RAW DATA:
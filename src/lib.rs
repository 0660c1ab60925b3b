//! Named-node trees with path-addressed lookup, tree literal conversion and
//! events that bubble from a node up through its ancestors.
//!
//! ```
//! use nodetree::NodeArena;
//!
//! let mut arena: NodeArena<String, u32> = NodeArena::new();
//! let root = arena.create_node("root".into(), None);
//! let dir = arena.create_child(root, "dir1".into(), Some(1)).unwrap();
//! let file = arena.create_child(dir, "file1".into(), Some(2)).unwrap();
//!
//! assert_eq!(arena.path(file).unwrap(), ["root", "dir1", "file1"]);
//! assert_eq!(arena.get_node_by_path(root, ["dir1", "file1"]), Some(file));
//! assert!(arena.remove(root, ["dir1", "file1"]));
//! assert!(arena.get(dir).unwrap().is_leaf());
//! ```

pub mod cli;
pub mod config;
pub mod domain;
pub mod exitcode;
pub mod util;

pub use domain::{
    Event, ListenerResult, NodeArena, NodeId, NodeRef, TreeError, TreeNode, TreeRecord, TreeResult,
};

TO DO: Reproduce every line above. Keep it exact.

TASK ANSWER:
filename src/lib.rs
repository 0660c1ab60925b3b
//! Named-node trees with path-addressed lookup, tree literal conversion and
//! events that bubble from a node up through its ancestors.
//!
//! ```
//! use nodetree::NodeArena;
//!
//! let mut arena: NodeArena<String, u32> = NodeArena::new();
//! let root = arena.create_node("root".into(), None);
//! let dir = arena.create_child(root, "dir1".into(), Some(1)).unwrap();
//! let file = arena.create_child(dir, "file1".into(), Some(2)).unwrap();
//!
//! assert_eq!(arena.path(file).unwrap(), ["root", "dir1", "file1"]);
//! assert_eq!(arena.get_node_by_path(root, ["dir1", "file1"]), Some(file));
//! assert!(arena.remove(root, ["dir1", "file1"]));
//! assert!(arena.get(dir).unwrap().is_leaf());
//! ```

pub mod cli;
pub mod config;
pub mod domain;
pub mod exitcode;
pub mod util;

pub use domain::{
    Event, ListenerResult, NodeArena, NodeId, NodeRef, TreeError, TreeNode, TreeRecord, TreeResult,
};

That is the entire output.